How age became golden in the beauty industry

Rather than trying to slow it down, the beauty industry has begun to celebrate the ageing process. And it’s about time, says Rebecca Newman


A marvellous change is happening in the world of beauty.

Where the emphasis has, for too long, been on the Sisyphean task of not getting old, there is at last a shift towards embracing age — even in learning to love our wrinkles. 

On the one hand, fashion is celebrating the style of models like Maye Musk, the 69-year-old who walked three shows in New York Fashion Week recently. On the other, there’s a growing recognition that the overblown, pillow-smooth face is far less attractive than one alive with a smile and laughter lines (‘Our medals of the passage of life’, as this month’s Vogue Italia cover girl Lauren Hutton, 73, calls them). US beauty magazine Allure has gone so far as to ban ‘anti-ageing stories’ on the principle that age is a part of life, not a condition we need to battle. In short, it seems the aesthetics industry may at last be growing up. 

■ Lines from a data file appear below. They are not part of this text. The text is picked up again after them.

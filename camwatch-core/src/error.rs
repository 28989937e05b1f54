use thiserror::Error;

#[derive(Error, Debug)]
pub enum CameraError {
    #[error("Device disconnected: {0}")]
    Disconnected(String),

    #[error("Failed to open {target}: {reason}")]
    OpenFailed { target: String, reason: String },

    #[error("Frame read failed: {0}")]
    ReadFailed(String),

    #[error("Device busy: Exclusive access required")]
    DeviceBusy,

    #[error("Format negotiation failed: No hardware support for requested constraints")]
    FormatNotSupported,

    /// 当前平台或后端不支持该操作 (例如 macOS 上的设备枚举)
    #[error("Unsupported: {0}")]
    Unsupported(String),

    #[error("Simulation backend error: {0}")]
    SimulationError(String),

    #[error(transparent)]
    Io(#[from] std::io::Error),
}

pub type Result<T> = std::result::Result<T, CameraError>;
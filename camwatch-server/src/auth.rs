//! Token 鉴权中间件

use crate::error::ApiError;
use crate::state::AppState;
use axum::{
    extract::{Query, Request, State},
    http::header::AUTHORIZATION,
    middleware::Next,
    response::Response,
};
use serde::Deserialize;

/// 校验请求携带的 token
pub trait TokenValidator: Send + Sync {
    fn validate(&self, token: &str) -> bool;
}

/// 配置文件中的固定 token
pub struct StaticToken(String);

impl StaticToken {
    pub fn new(token: impl Into<String>) -> Self {
        Self(token.into())
    }
}

impl TokenValidator for StaticToken {
    fn validate(&self, token: &str) -> bool {
        !token.is_empty() && token == self.0
    }
}

#[derive(Debug, Default, Deserialize)]
pub struct TokenQuery {
    token: Option<String>,
}

/// `Authorization: Bearer <token>` 优先，其次是 `?token=` (浏览器的 WebSocket 无法设置请求头)
pub async fn require_token(
    State(state): State<AppState>,
    Query(query): Query<TokenQuery>,
    request: Request,
    next: Next,
) -> Result<Response, ApiError> {
    let Some(validator) = state.validator.as_ref() else {
        return Ok(next.run(request).await);
    };

    let header = request
        .headers()
        .get(AUTHORIZATION)
        .and_then(|v| v.to_str().ok())
        .and_then(|v| v.strip_prefix("Bearer "))
        .map(str::trim);
    let authorized = match header.or(query.token.as_deref()) {
        Some(token) => validator.validate(token),
        None => return Err(ApiError::Unauthorized("missing token".into())),
    };
    if !authorized {
        return Err(ApiError::Unauthorized("invalid token".into()));
    }

    Ok(next.run(request).await)
}

#[cfg(test)]
mod tests {
    use super::*;

    #[test]
    fn static_token_matches_exactly() {
        let validator = StaticToken::new("s3cret");
        assert!(validator.validate("s3cret"));
        assert!(!validator.validate("s3cret "));
        assert!(!validator.validate(""));
        assert!(!StaticToken::new("").validate(""));
    }
}
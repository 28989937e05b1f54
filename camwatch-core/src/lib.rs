// 开启一些 Clippy 检查，保证代码质量
#![warn(missing_debug_implementations, rust_2018_idioms, unreachable_pub)]

// 模块定义
pub mod builder;
pub mod error;
pub mod frame;
pub mod pixel_format;
pub mod source;
pub mod traits;

// 方便用户使用的 Prelude
pub mod prelude {
    pub use crate::builder::{CameraConfig, Priority};
    pub use crate::error::{CameraError, Result};
    pub use crate::frame::Frame;
    pub use crate::pixel_format::{FourCC, PixelFormat};
    pub use crate::source::{CameraIdentity, CameraSource};
    pub use crate::traits::{DeviceInfo, Driver, Stream, StreamInfo};
}

// 重新导出依赖中的关键类型，避免用户版本冲突
pub use async_trait::async_trait;

// 版本与构建信息常量
pub const VERSION: &str = env!("CARGO_PKG_VERSION");
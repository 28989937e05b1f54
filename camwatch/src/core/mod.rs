pub mod mat;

‘The message we have been receiving that youth is some kind of grail is toxic to the female psyche,’ says award-winning dermatologist Dr Stefanie Williams. ‘It has led to younger women having too much work too soon, and older women walking round frankly looking terrible.’ Clinical facialist Kate Kerr adds: ‘The message is no longer anti-ageing, but ageing healthily. I don’t care if I look my age, but I don’t want to look gaunt or tired: I want to look amazing, fresh and radiant.’

Maye Musk (Getty Images Fragrance Foundatio)

This is not to say that we can throw the towel in. A bit like the work required to achieve ‘no make-up’ make-up, the new natural look requires effort. ‘Living busy, stressful lives, we can find we age quickly and look far older than we feel,’ says Williams. ‘Accelerated or premature ageing can leave us looking sad or angry. We want to minimise the various burdens on our skin and enable our faces to mature in a way that is balanced and harmonious.’ 

According to leading dermatologist Dr Michael Prager, ‘Ageing is a tug of war between damaging free radicals in the environment and the antioxidants (fruit, veg, appropriate skincare) that neutralise them. Every breath you take in London causes free radical damage, mostly from traffic pollution.’ Unless you live a countryside idyll, eating your own produce and so forth, ageing gracefully is not something that just happens, explains Prager: it must be a considered choice. 

So how do we city dwellers give our faces the best chance to age well — to relax into something more in the general direction of Helena Christensen rather than Dot Cotton?

In her new book, Look Great, not Done! The Art & Science of Ageing Well — How Aesthetic Treatments can Work for You (out next Wednesday), Williams uses the metaphor of the face as a house, and highlights the importance of addressing the whole architecture of the face, from the bone, through the dermis, up to the skin. ‘If you only ever tend to the surface of the skin and not the foundations, then you may look fine for a while but then suddenly subsidence will set in and your whole face may fall — you see it in the public eye when someone looks terrific for years, then apparently overnight everything crumbles.’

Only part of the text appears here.